Children at a mobile creche in Greater Noida, India. A creche is a nursery that provides childcare while parents work. Photo: UN Women/Prashanth Vishwanathan.

In situations of social and economic instability, social protections provide a crucial safety net for those most affected. But before the pandemic, only 26.5% of the world’s women enjoyed comprehensive social protection by law (as compared to 34.3% of men). This has left women with little to fall back on in the face of illness, job loss, and increased care and domestic burdens.

What can governments do?

  • Expand and invest in universal gender-responsive social protection, including income support, as well as contributory and non-contributory social protection systems to increase women’s resilience to future shocks.
  • Expand and invest in quality public services, including food and housing security programmes.
  • Support a robust care economy by providing universal healthcare and expanded affordable care services for children and older persons.
  • Strengthen social protection systems to cover all workers in formal and informal employment.
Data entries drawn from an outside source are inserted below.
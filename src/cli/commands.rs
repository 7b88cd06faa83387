// ============================================================
// Layer 1 — CLI Commands and Arguments
// ============================================================
// Defines the two subcommands: `train` and `report`
// and all their configurable flags.
//
// "Kind" flags (loss, prediction, optimizer, scheduler,
// architecture, datasets, device) arrive as strings and are
// resolved into enums once, in TryFrom<TrainArgs> for RunConfig.
// An unknown or mismatched kind is a configuration error and the
// process exits before any fold starts.
//
// Boolean toggles take an explicit value: `--rotate false`.

use clap::{ArgAction, Args, Subcommand};
use std::path::PathBuf;

use crate::application::train_use_case::{RunConfig, DEFAULT_FOLD_SEED};
use crate::data::augment::AugmentConfig;
use crate::domain::error::TrainError;
use crate::ml::model::Backbone;

#[derive(Subcommand, Debug)]
pub enum Commands {
    /// Train one model per fold and write the run's summaries
    Train(TrainArgs),

    /// Print the summary tables of an existing run
    Report(ReportArgs),
}

/// All arguments for the `train` command.
#[derive(Args, Debug, Clone)]
pub struct TrainArgs {
    /// Run name; defaults to gcn_<arch>_<datasets>
    #[arg(long)]
    pub name: Option<String>,

    /// Directory holding one sub-directory per run
    #[arg(long, default_value = "models")]
    pub output_dir: PathBuf,

    /// Backbone: cnn_tiny, cnn_small or cnn_base
    #[arg(long, default_value = "cnn_small")]
    pub arch: String,

    #[arg(long, default_value_t = 0.0)]
    pub dropout: f64,

    /// CrossEntropyLoss, FocalLoss, MSELoss or multitask
    #[arg(long, default_value = "CrossEntropyLoss")]
    pub loss: String,

    /// Weight of the regression term of the multitask loss
    #[arg(long, default_value_t = 1.0)]
    pub reg_coef: f64,

    /// Weight of the classification term of the multitask loss
    #[arg(long, default_value_t = 0.1)]
    pub cls_coef: f64,

    /// classification, regression or multitask
    #[arg(long, default_value = "classification")]
    pub pred_type: String,

    #[arg(long, default_value_t = 30)]
    pub epochs: usize,

    #[arg(short = 'b', long, default_value_t = 32)]
    pub batch_size: usize,

    /// Side length images are resized to before cropping
    #[arg(long, default_value_t = 288)]
    pub img_size: u32,

    /// Side length of the network input
    #[arg(long, default_value_t = 256)]
    pub input_size: u32,

    /// SGD, Adam or AdamW
    #[arg(long, default_value = "SGD")]
    pub optimizer: String,

    #[arg(long, default_value_t = 1e-3)]
    pub lr: f64,

    #[arg(long, default_value_t = 1e-5)]
    pub min_lr: f64,

    #[arg(long, default_value_t = 0.9)]
    pub momentum: f64,

    #[arg(long, default_value_t = 1e-4)]
    pub weight_decay: f64,

    #[arg(long, default_value_t = false, action = ArgAction::Set)]
    pub nesterov: bool,

    /// CosineAnnealingLR or ReduceLROnPlateau
    #[arg(long, default_value = "CosineAnnealingLR")]
    pub scheduler: String,

    /// Plateau reduction factor
    #[arg(long, default_value_t = 0.5)]
    pub factor: f64,

    /// Plateau patience, in epochs
    #[arg(long, default_value_t = 5)]
    pub patience: usize,

    #[arg(long, default_value_t = true, action = ArgAction::Set)]
    pub rotate: bool,

    /// Degrees
    #[arg(long, default_value_t = -180.0, allow_negative_numbers = true)]
    pub rotate_min: f64,

    #[arg(long, default_value_t = 180.0)]
    pub rotate_max: f64,

    #[arg(long, default_value_t = true, action = ArgAction::Set)]
    pub rescale: bool,

    #[arg(long, default_value_t = 0.8889)]
    pub rescale_min: f64,

    #[arg(long, default_value_t = 1.0)]
    pub rescale_max: f64,

    #[arg(long, default_value_t = true, action = ArgAction::Set)]
    pub shear: bool,

    /// Degrees of horizontal shear
    #[arg(long, default_value_t = -36.0, allow_negative_numbers = true)]
    pub shear_min: f64,

    #[arg(long, default_value_t = 36.0)]
    pub shear_max: f64,

    #[arg(long, default_value_t = false, action = ArgAction::Set)]
    pub translate: bool,

    /// Largest horizontal shift, as a fraction of the width
    #[arg(long, default_value_t = 0.0)]
    pub translate_min: f64,

    /// Largest vertical shift, as a fraction of the height
    #[arg(long, default_value_t = 0.0)]
    pub translate_max: f64,

    #[arg(long, default_value_t = true, action = ArgAction::Set)]
    pub flip: bool,

    #[arg(long, default_value_t = true, action = ArgAction::Set)]
    pub contrast: bool,

    #[arg(long, default_value_t = 0.9)]
    pub contrast_min: f64,

    #[arg(long, default_value_t = 1.1)]
    pub contrast_max: f64,

    #[arg(long, default_value_t = false, action = ArgAction::Set)]
    pub random_erase: bool,

    #[arg(long, default_value_t = 0.5)]
    pub random_erase_prob: f64,

    #[arg(long, default_value_t = 0.02)]
    pub random_erase_sl: f64,

    #[arg(long, default_value_t = 0.4)]
    pub random_erase_sh: f64,

    #[arg(long, default_value_t = 0.3)]
    pub random_erase_r: f64,

    /// Comma separated; the first is split into folds, the rest only train
    #[arg(long, default_value = "aptos2019,diabetic_retinopathy")]
    pub train_dataset: String,

    /// Train every fold (false: stop after the first)
    #[arg(long, default_value_t = true, action = ArgAction::Set)]
    pub cv: bool,

    #[arg(long, default_value_t = 5)]
    pub n_splits: usize,

    /// Seed of the stratified fold assignment
    #[arg(long, default_value_t = DEFAULT_FOLD_SEED)]
    pub fold_seed: u64,

    #[arg(long, default_value_t = false, action = ArgAction::Set)]
    pub remove_duplicate: bool,

    /// Prediction table under the pseudo-label directory, without .csv
    #[arg(long)]
    pub pseudo_labels: Option<String>,

    /// Run whose fold weights initialise this run's folds
    #[arg(long)]
    pub pretrained_model: Option<String>,

    /// wgpu or cpu
    #[arg(long, default_value = "wgpu")]
    pub device: String,

    /// TOML file overriding dataset locations
    #[arg(long)]
    pub catalog: Option<PathBuf>,
}

/// Convert CLI TrainArgs into the application-layer RunConfig.
/// This is the boundary between Layer 1 and Layer 2 —
/// the application layer never sees clap types or kind strings.
impl TryFrom<TrainArgs> for RunConfig {
    type Error = TrainError;

    fn try_from(a: TrainArgs) -> Result<Self, Self::Error> {
        let arch: Backbone = a.arch.parse()?;
        let datasets       = a.train_dataset.parse()?;
        let name = a.name.unwrap_or_else(|| RunConfig::default_name(arch, &datasets));

        let cfg = RunConfig {
            name,
            output_dir:   a.output_dir,
            arch,
            dropout:      a.dropout,
            loss:         a.loss.parse()?,
            reg_coef:     a.reg_coef,
            cls_coef:     a.cls_coef,
            prediction:   a.pred_type.parse()?,
            epochs:       a.epochs,
            batch_size:   a.batch_size,
            img_size:     a.img_size,
            input_size:   a.input_size,
            optimizer:    a.optimizer.parse()?,
            lr:           a.lr,
            min_lr:       a.min_lr,
            momentum:     a.momentum,
            weight_decay: a.weight_decay,
            nesterov:     a.nesterov,
            scheduler:    a.scheduler.parse()?,
            factor:       a.factor,
            patience:     a.patience,
            augment: AugmentConfig {
                rotate:            a.rotate,
                rotate_min:        a.rotate_min,
                rotate_max:        a.rotate_max,
                rescale:           a.rescale,
                rescale_min:       a.rescale_min,
                rescale_max:       a.rescale_max,
                shear:             a.shear,
                shear_min:         a.shear_min,
                shear_max:         a.shear_max,
                translate:         a.translate,
                translate_min:     a.translate_min,
                translate_max:     a.translate_max,
                flip:              a.flip,
                contrast:          a.contrast,
                contrast_min:      a.contrast_min,
                contrast_max:      a.contrast_max,
                random_erase:      a.random_erase,
                random_erase_prob: a.random_erase_prob,
                random_erase_sl:   a.random_erase_sl,
                random_erase_sh:   a.random_erase_sh,
                random_erase_r:    a.random_erase_r,
            },
            datasets,
            cv:                a.cv,
            n_splits:          a.n_splits,
            fold_seed:         a.fold_seed,
            remove_duplicates: a.remove_duplicate,
            pseudo_labels:     a.pseudo_labels,
            pretrained:        a.pretrained_model,
            device:            a.device.parse()?,
            catalog:           a.catalog,
        };
        cfg.validate()?;
        Ok(cfg)
    }
}

/// All arguments for the `report` command
#[derive(Args, Debug, Clone)]
pub struct ReportArgs {
    /// Name of the run to report on
    #[arg(long)]
    pub name: String,

    #[arg(long, default_value = "models")]
    pub output_dir: PathBuf,
}

#[cfg(test)]
mod tests {
    use super::*;
    use crate::cli::Cli;
    use crate::domain::options::{LossKind, OptimizerKind, PredictionKind, SchedulerKind};
    use clap::Parser;

    fn train_args(extra: &[&str]) -> TrainArgs {
        let argv = ["retina-cv", "train"].iter().chain(extra).copied();
        match Cli::try_parse_from(argv).unwrap().command {
            Commands::Train(a) => a,
            other => panic!("unexpected command {other:?}"),
        }
    }

    #[test]
    fn test_defaults_resolve() {
        let cfg = RunConfig::try_from(train_args(&[])).unwrap();
        assert_eq!(cfg, RunConfig::default());
    }

    #[test]
    fn test_kind_strings_resolve_once() {
        let cfg = RunConfig::try_from(train_args(&[
            "--loss", "MSELoss",
            "--pred-type", "regression",
            "--optimizer", "AdamW",
            "--scheduler", "ReduceLROnPlateau",
            "--arch", "cnn_tiny",
            "--train-dataset", "diabetic_retinopathy",
            "--rotate", "false",
            "--shear-min", "-10",
            "--translate", "true",
            "--translate-min", "0.1",
        ]))
        .unwrap();

        assert_eq!(cfg.loss, LossKind::Mse);
        assert_eq!(cfg.prediction, PredictionKind::Regression);
        assert_eq!(cfg.optimizer, OptimizerKind::AdamW);
        assert_eq!(cfg.scheduler, SchedulerKind::ReduceOnPlateau);
        assert_eq!(cfg.name, "gcn_cnn_tiny_diabetic_retinopathy");
        assert!(!cfg.augment.rotate);
        assert_eq!(cfg.augment.shear_min, -10.0);
        assert!(cfg.augment.translate);
        assert_eq!(cfg.augment.translate_min, 0.1);
        assert_eq!(cfg.num_outputs(), 1);
    }

    #[test]
    fn test_configuration_errors() {
        for extra in [
            &["--loss", "MSELoss"][..],
            &["--optimizer", "RAdam"][..],
            &["--train-dataset", "messidor"][..],
            &["--arch", "resnet34"][..],
            &["--pred-type", "ordinal"][..],
        ] {
            let err = RunConfig::try_from(train_args(extra)).unwrap_err();
            assert!(matches!(err, TrainError::Configuration(_)), "{extra:?}: {err:?}");
        }
    }
}
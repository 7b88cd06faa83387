// ============================================================
// Layer 4 — Image Augmentation
// ============================================================
// Per-sample transform applied before batching.
//
// Training pipeline (each step can be switched off):
//   resize to img_size
//   → one random affine warp about the center: rotation, rescale,
//     horizontal shear and translation, black outside the source
//   → center crop to input_size
//   → random horizontal / vertical flip (p = 0.5 each)
//   → random contrast around the mean luminance
//   → random erasing of one rectangle
//
// Evaluation pipeline: resize straight to input_size.
//
// Both end with to_chw(): RGB → [3, H, W] floats normalised with
// the ImageNet channel mean and standard deviation.

use image::imageops::{self, FilterType};
use image::{DynamicImage, Rgb, RgbImage};
use rand::Rng;
use serde::{Deserialize, Serialize};

use crate::domain::error::TrainError;

pub const IMAGENET_MEAN: [f32; 3] = [0.485, 0.456, 0.406];
pub const IMAGENET_STD:  [f32; 3] = [0.229, 0.224, 0.225];

#[derive(Debug, Clone, PartialEq, Serialize, Deserialize)]
pub struct AugmentConfig {
    pub rotate:            bool,
    /// Rotation range in degrees
    pub rotate_min:        f64,
    pub rotate_max:        f64,
    pub rescale:           bool,
    pub rescale_min:       f64,
    pub rescale_max:       f64,
    pub shear:             bool,
    /// Horizontal shear range in degrees
    pub shear_min:         f64,
    pub shear_max:         f64,
    pub translate:         bool,
    /// Largest horizontal shift, as a fraction of the width
    pub translate_min:     f64,
    /// Largest vertical shift, as a fraction of the height
    pub translate_max:     f64,
    pub flip:              bool,
    pub contrast:          bool,
    pub contrast_min:      f64,
    pub contrast_max:      f64,
    pub random_erase:      bool,
    pub random_erase_prob: f64,
    /// Smallest erased area, as a fraction of the image
    pub random_erase_sl:   f64,
    /// Largest erased area, as a fraction of the image
    pub random_erase_sh:   f64,
    /// Smallest aspect ratio of the erased rectangle (largest is 1/r)
    pub random_erase_r:    f64,
}

impl Default for AugmentConfig {
    fn default() -> Self {
        Self {
            rotate:            true,
            rotate_min:        -180.0,
            rotate_max:        180.0,
            rescale:           true,
            rescale_min:       0.8889,
            rescale_max:       1.0,
            shear:             true,
            shear_min:         -36.0,
            shear_max:         36.0,
            translate:         false,
            translate_min:     0.0,
            translate_max:     0.0,
            flip:              true,
            contrast:          true,
            contrast_min:      0.9,
            contrast_max:      1.1,
            random_erase:      false,
            random_erase_prob: 0.5,
            random_erase_sl:   0.02,
            random_erase_sh:   0.4,
            random_erase_r:    0.3,
        }
    }
}

impl AugmentConfig {
    pub fn validate(&self) -> Result<(), TrainError> {
        let range = |name: &str, lo: f64, hi: f64| {
            if lo.is_finite() && hi.is_finite() && lo > 0.0 && lo <= hi {
                Ok(())
            } else {
                Err(TrainError::config(format!("{name} range {lo}..{hi} is invalid")))
            }
        };
        range("rescale", self.rescale_min, self.rescale_max)?;
        range("contrast", self.contrast_min, self.contrast_max)?;
        range("random_erase area", self.random_erase_sl, self.random_erase_sh)?;
        if !(0.0..=1.0).contains(&self.random_erase_prob) {
            return Err(TrainError::config("random_erase_prob must be within 0..=1"));
        }
        if self.rescale_max > 1.0 || self.random_erase_sh > 1.0 {
            return Err(TrainError::config("rescale and erase fractions must not exceed 1"));
        }
        if !(self.random_erase_r > 0.0 && self.random_erase_r <= 1.0) {
            return Err(TrainError::config("random_erase_r must be within (0, 1]"));
        }
        if !(self.rotate_min <= self.rotate_max) {
            return Err(TrainError::config(format!(
                "rotate range {}..{} is invalid",
                self.rotate_min, self.rotate_max
            )));
        }
        if !(self.shear_min <= self.shear_max && self.shear_min > -90.0 && self.shear_max < 90.0) {
            return Err(TrainError::config(format!(
                "shear range {}..{} must lie within -90..90 degrees",
                self.shear_min, self.shear_max
            )));
        }
        for t in [self.translate_min, self.translate_max] {
            if !(0.0..=1.0).contains(&t) {
                return Err(TrainError::config(format!("translate fraction {t} must be within 0..=1")));
            }
        }
        Ok(())
    }
}

/// Transform producing the network input for one image.
#[derive(Debug, Clone, PartialEq)]
pub enum ImageTransform {
    Train { img_size: u32, input_size: u32, aug: AugmentConfig },
    Eval  { input_size: u32 },
}

impl ImageTransform {
    /// Side length of the square image this transform produces.
    pub fn output_size(&self) -> u32 {
        match self {
            Self::Train { input_size, .. } | Self::Eval { input_size } => *input_size,
        }
    }

    pub fn apply<R: Rng + ?Sized>(&self, img: &DynamicImage, rng: &mut R) -> RgbImage {
        match self {
            Self::Eval { input_size } => img
                .resize_exact(*input_size, *input_size, FilterType::Triangle)
                .to_rgb8(),
            Self::Train { img_size, input_size, aug } => {
                let mut out = img.resize_exact(*img_size, *img_size, FilterType::Triangle).to_rgb8();
                let warp = Affine::sample(aug, out.dimensions(), rng);
                if !warp.is_identity() {
                    out = warp.apply(&out);
                }
                out = center_crop(&out, *input_size);
                if aug.flip && rng.gen_bool(0.5) {
                    imageops::flip_horizontal_in_place(&mut out);
                }
                if aug.flip && rng.gen_bool(0.5) {
                    imageops::flip_vertical_in_place(&mut out);
                }
                if aug.contrast {
                    let factor = rng.gen_range(aug.contrast_min..=aug.contrast_max);
                    adjust_contrast(&mut out, factor as f32);
                }
                if aug.random_erase && rng.gen_bool(aug.random_erase_prob) {
                    random_erase(&mut out, aug, rng);
                }
                out
            }
        }
    }
}

/// RGB image → normalised CHW floats.
pub fn to_chw(img: &RgbImage) -> Vec<f32> {
    let (w, h) = img.dimensions();
    let plane  = (w * h) as usize;
    let mut out = vec![0.0f32; 3 * plane];
    for (x, y, px) in img.enumerate_pixels() {
        let i = (y * w + x) as usize;
        for c in 0..3 {
            out[c * plane + i] = (f32::from(px[c]) / 255.0 - IMAGENET_MEAN[c]) / IMAGENET_STD[c];
        }
    }
    out
}

/// Random affine parameters, drawn once per image.
#[derive(Debug, Clone, Copy, PartialEq)]
struct Affine {
    angle: f64,
    scale: f64,
    shear: f64,
    tx:    f64,
    ty:    f64,
}

impl Affine {
    const IDENTITY: Self = Self { angle: 0.0, scale: 1.0, shear: 0.0, tx: 0.0, ty: 0.0 };

    fn sample<R: Rng + ?Sized>(aug: &AugmentConfig, (w, h): (u32, u32), rng: &mut R) -> Self {
        let mut a = Self::IDENTITY;
        if aug.rotate {
            a.angle = rng.gen_range(aug.rotate_min..=aug.rotate_max).to_radians();
        }
        if aug.rescale {
            a.scale = rng.gen_range(aug.rescale_min..=aug.rescale_max);
        }
        if aug.shear {
            a.shear = rng.gen_range(aug.shear_min..=aug.shear_max).to_radians();
        }
        if aug.translate {
            let max_dx = aug.translate_min * f64::from(w);
            let max_dy = aug.translate_max * f64::from(h);
            a.tx = rng.gen_range(-max_dx..=max_dx).round();
            a.ty = rng.gen_range(-max_dy..=max_dy).round();
        }
        a
    }

    fn is_identity(&self) -> bool {
        *self == Self::IDENTITY
    }

    /// Forward matrix: scale · rotation · shear.
    fn matrix(&self) -> [f64; 4] {
        let (sin, cos) = self.angle.sin_cos();
        let k = self.shear.tan();
        let s = self.scale;
        [s * cos, s * (cos * k - sin), s * sin, s * (sin * k + cos)]
    }

    /// Warp about the image center with nearest-neighbour sampling.
    fn apply(&self, img: &RgbImage) -> RgbImage {
        let (w, h) = img.dimensions();
        let [a, b, c, d] = self.matrix();
        let det = a * d - b * c;
        if det.abs() < 1e-12 {
            return RgbImage::new(w, h);
        }
        let (inv_a, inv_b, inv_c, inv_d) = (d / det, -b / det, -c / det, a / det);
        let cx = f64::from(w) * 0.5;
        let cy = f64::from(h) * 0.5;

        RgbImage::from_fn(w, h, |x, y| {
            let dx = f64::from(x) + 0.5 - cx - self.tx;
            let dy = f64::from(y) + 0.5 - cy - self.ty;
            let sx = (inv_a * dx + inv_b * dy + cx).floor();
            let sy = (inv_c * dx + inv_d * dy + cy).floor();
            if sx >= 0.0 && sy >= 0.0 && sx < f64::from(w) && sy < f64::from(h) {
                *img.get_pixel(sx as u32, sy as u32)
            } else {
                Rgb([0, 0, 0])
            }
        })
    }
}

fn center_crop(img: &RgbImage, size: u32) -> RgbImage {
    let (w, h) = img.dimensions();
    if w < size || h < size {
        return imageops::resize(img, size, size, FilterType::Triangle);
    }
    imageops::crop_imm(img, (w - size) / 2, (h - size) / 2, size, size).to_image()
}

fn adjust_contrast(img: &mut RgbImage, factor: f32) {
    let count = img.pixels().len().max(1) as f32;
    let mean = img
        .pixels()
        .map(|p| 0.299 * f32::from(p[0]) + 0.587 * f32::from(p[1]) + 0.114 * f32::from(p[2]))
        .sum::<f32>()
        / count;
    for px in img.pixels_mut() {
        for c in 0..3 {
            px[c] = ((f32::from(px[c]) - mean) * factor + mean).round().clamp(0.0, 255.0) as u8;
        }
    }
}

fn random_erase<R: Rng + ?Sized>(img: &mut RgbImage, aug: &AugmentConfig, rng: &mut R) {
    let (w, h) = img.dimensions();
    let area   = f64::from(w) * f64::from(h);
    for _ in 0..10 {
        let target = area * rng.gen_range(aug.random_erase_sl..=aug.random_erase_sh);
        let aspect = rng.gen_range(aug.random_erase_r..=1.0 / aug.random_erase_r);
        let eh = (target * aspect).sqrt().round() as u32;
        let ew = (target / aspect).sqrt().round() as u32;
        if eh == 0 || ew == 0 || eh >= h || ew >= w {
            continue;
        }
        let x0 = rng.gen_range(0..w - ew);
        let y0 = rng.gen_range(0..h - eh);
        for y in y0..y0 + eh {
            for x in x0..x0 + ew {
                img.put_pixel(x, y, Rgb([rng.gen(), rng.gen(), rng.gen()]));
            }
        }
        return;
    }
}
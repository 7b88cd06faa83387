// ============================================================
// Layer 4 — Label Table Readers
// ============================================================
// Reads the CSV tables a run depends on:
//
//   label tables       → (image id, grade) per row
//   duplicate table    → ids of images that appear more than once
//                        with a known grade
//   pseudo-label table → (image id, predicted grade) for the
//                        unlabelled test set
//
// Columns are looked up by header name, so extra columns are
// ignored and column order does not matter.

use std::collections::HashSet;
use std::path::Path;

use anyhow::{Context, Result};

use crate::domain::error::TrainError;

/// One (id, grade) row of a label table.
#[derive(Debug, Clone, PartialEq, Eq)]
pub struct LabelRow {
    pub id:    String,
    pub grade: u8,
}

fn column(headers: &csv::StringRecord, name: &str, path: &Path) -> Result<usize> {
    headers.iter().position(|h| h.trim() == name).ok_or_else(|| {
        TrainError::integrity(format!("'{}' has no column '{name}'", path.display())).into()
    })
}

/// Parse a grade written as an integer ("3") or as a float ("2.7" → 3).
pub fn parse_grade(raw: &str) -> Option<u8> {
    let raw = raw.trim();
    if let Ok(g) = raw.parse::<u8>() {
        return Some(g);
    }
    let f = raw.parse::<f64>().ok()?;
    if f.is_finite() && f >= 0.0 && f.round() <= f64::from(u8::MAX) {
        Some(f.round() as u8)
    } else {
        None
    }
}

/// Read `(id_column, grade_column)` pairs from a CSV label table.
pub fn read_label_table(path: &Path, id_column: &str, grade_column: &str) -> Result<Vec<LabelRow>> {
    let mut reader = csv::Reader::from_path(path)
        .with_context(|| format!("Cannot open label table '{}'", path.display()))?;
    let headers = reader.headers()?.clone();
    let id_idx    = column(&headers, id_column, path)?;
    let grade_idx = column(&headers, grade_column, path)?;

    let mut rows = Vec::new();
    for (line, record) in reader.records().enumerate() {
        let record = record.with_context(|| format!("Bad CSV row in '{}'", path.display()))?;
        let id  = record.get(id_idx).unwrap_or_default().trim().to_string();
        let raw = record.get(grade_idx).unwrap_or_default();
        let grade = parse_grade(raw).ok_or_else(|| {
            TrainError::integrity(format!(
                "'{}' row {}: grade '{raw}' is not a non-negative number",
                path.display(),
                line + 2
            ))
        })?;
        rows.push(LabelRow { id, grade });
    }

    tracing::debug!("Read {} labelled rows from '{}'", rows.len(), path.display());
    Ok(rows)
}

/// Ids flagged in the duplicate table: rows whose image hash occurs
/// more than once (`strMd5_count > 1`) and that carry a grade.
pub fn read_duplicate_ids(path: &Path) -> Result<HashSet<String>> {
    let mut reader = csv::Reader::from_path(path)
        .with_context(|| format!("Cannot open duplicate table '{}'", path.display()))?;
    let headers = reader.headers()?.clone();
    let id_idx    = column(&headers, "id_code", path)?;
    let count_idx = column(&headers, "strMd5_count", path)?;
    let grade_idx = column(&headers, "diagnosis", path)?;

    let mut ids = HashSet::new();
    for record in reader.records() {
        let record = record.with_context(|| format!("Bad CSV row in '{}'", path.display()))?;
        let count = record
            .get(count_idx)
            .and_then(|c| c.trim().parse::<f64>().ok())
            .unwrap_or(0.0);
        let graded = record.get(grade_idx).is_some_and(|g| parse_grade(g).is_some());
        if count > 1.0 && graded {
            ids.insert(record.get(id_idx).unwrap_or_default().trim().to_string());
        }
    }

    tracing::debug!("{} duplicated images flagged in '{}'", ids.len(), path.display());
    Ok(ids)
}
Such protections should include paid sick and maternity leave, pensions and unemployment compensation.
  • Avoid austerity cuts (such as to welfare programs) that disproportionately target women and marginalized groups.

What is UN Women doing?

  • Providing key data and policy recommendations to help governments address gender disparities in national pandemic relief and social protection schemes.
  • Mobilizing essential supplies to bridge gaps in emergency relief services, including:
  • In partnership with ILO, administering the Safe and Fair programme, which aims to strengthen labour migration governance and protect the rights of women migrant workers in the Asia-Pacific region.